Piątek 26 kwietnia
„Wyszli więc i wsiedli do łodzi, ale tej nocy nic nie ułowili”
Minęły święta, minął czas odpoczynku. Trzeba wracać do pracy, do obowiązków. Dzieci do szkoły, pracownicy do zakładów pracy. Jest to nasz chleb powszedni, nasza codzienność. Czy to znaczy, że mamy nasze spotkania z Jezusem odłożyć na jakiś czas, aż do następnych świąt? Jezus jest pośród nas. On i nam chce się ukazywać pośród naszych obowiązków.

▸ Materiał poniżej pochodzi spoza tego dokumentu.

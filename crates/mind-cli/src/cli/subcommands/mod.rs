mod journal;
mod tools;

pub use journal::JournalCommands;
pub use tools::ToolCommands;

Jest z nami w naszych zakładach pracy, w szkole, w biurze, w sklepie, w samochodzie, w rodzinie, w pracy i wypoczynku. My, tak jak uczniowie nie jesteśmy doskonali. Popełniamy błędy, mamy upadki. Często pracujemy ciężko, a efektów naszych wysiłków nie widać. Czujemy się zmęczeni i zniechęceni. Niekiedy inwestujemy nasze oszczędności w jakieś przedsięwzięcie, a efektem jest oprócz ciężkiej pracy -zniechęcenie, brak zysków, kredyty, bezsilność. Co robić? Poddać się, czy próbować dalej? Jezus nas pyta „dzieci, macie coś do jedzenia”? On troszczy się o naszą codzienność, o to abyśmy mieli na bieżące potrzeby. Jak uczniowie zarzucający sieci będziemy mieli owoce naszej ciężkiej pracy, ale pod warunkiem, że będzie w niej obecny Jezus. Spróbuj codziennie przed rozpoczęciem swojej pracy powierzyć ją Jezusowi. Poproś Go o to, aby jej efekty były wymierne. Jezus przychodzi, bo nas kocha, bo wie, że go potrzebujemy. Jego obecność w naszym życiu nacechowana jest wielką miłością. Najbardziej niezwykła jest chyba wzmianka autora Ewangelii, że „żaden z uczniów nie śmiał go pytać kto Ty jesteś”? Bo wiedzieli, że to Pan. Zaufaj, daj się poprowadzić. Pracuj ciężko, ale nie ponad siły. Uwielbiaj Boga w swojej pracy i w odpoczynku.